European Property in the residential sector sales seems to have slowed down substantially. Whilst London and Paris as well as other capitals still seem to be selling, it is much harder to obtain finance. This results in a diminution of volume. Certain prime assets remain in demand and the purchasers obviously are better protected due to their liquidity.

In many places home owners are managing to hold their prices, but one can see for those needing to sell have to accept negotiations on prices. However, there are always exceptions, especially at the top end.

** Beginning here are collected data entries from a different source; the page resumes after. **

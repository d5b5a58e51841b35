// tests/ingest_config.rs
use opportunity_scout::ingest::config::{
    load_sources_default, load_sources_from, ENV_SOURCES_CONFIG_PATH,
};
use opportunity_scout::ingest::providers::{build_adapters, KNOWN_SOURCES};
use opportunity_scout::scoring::config::{load_from, ScoringConfig};
use std::path::Path;
use std::{env, fs};

#[test]
fn shipped_configs_load() {
    let root = Path::new(env!("CARGO_MANIFEST_DIR"));

    let sources = load_sources_from(&root.join("config/sources.toml")).unwrap();
    let enabled: Vec<_> = sources.enabled().map(|(n, _)| n).collect();
    let mut known = KNOWN_SOURCES.to_vec();
    known.sort_unstable();
    assert_eq!(enabled, known);

    let adapters = build_adapters(&sources, &reqwest::Client::new());
    assert_eq!(adapters.len(), KNOWN_SOURCES.len());

    // config/scoring.toml spells out the built-in defaults
    let scoring = load_from(&root.join("config/scoring.toml")).unwrap();
    assert_eq!(scoring, ScoringConfig::default());
}

#[test]
fn json_sources_file_with_url_override() {
    let dir = tempfile::tempdir().unwrap();
    let p = dir.path().join("sources.json");
    fs::write(
        &p,
        r#"{"scan": {"timeout_secs": 5},
            "sources": {"weworkremotely_rss": {"enabled": true, "url": "http://localhost:9/feed.rss"},
                        "hn_algolia": {"enabled": false}}}"#,
    )
    .unwrap();
    let cfg = load_sources_from(&p).unwrap();
    assert_eq!(cfg.scan.timeout_secs, 5);
    assert_eq!(cfg.scan.max_concurrency, 4);
    let enabled: Vec<_> = cfg.enabled().map(|(n, e)| (n, e.url.as_deref())).collect();
    assert_eq!(enabled, vec![("weworkremotely_rss", Some("http://localhost:9/feed.rss"))]);
}

#[serial_test::serial]
#[test]
fn env_path_must_exist() {
    env::set_var(ENV_SOURCES_CONFIG_PATH, "/nonexistent/sources.toml");
    let err = load_sources_default().unwrap_err();
    env::remove_var(ENV_SOURCES_CONFIG_PATH);
    assert!(err.to_string().contains(ENV_SOURCES_CONFIG_PATH));
}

The banking crisis has created a very difficult arena for private banks. Margin calls increased interest rates on renewals and clients being asked to leave are common occurrences today. Investment strategies are being policed by the banks especially on charged assets. The problems of conflicts of interest and corporate governance, whilst understood, are weighed in accordance to the considered risk liability and are often ignored. This is especially seen in banks that are multi-tasking in order to vacuum up the maximum revenues. Litigation and responsibility have not been costed into their margins, nor has the issue of money laundering. However, now private banks go overboard to avoid personal liabilities often unnecessarily turning down good clients. Somewhat worrying in this current environment, is where government and European legislation needs to resolve this greed and total disorder.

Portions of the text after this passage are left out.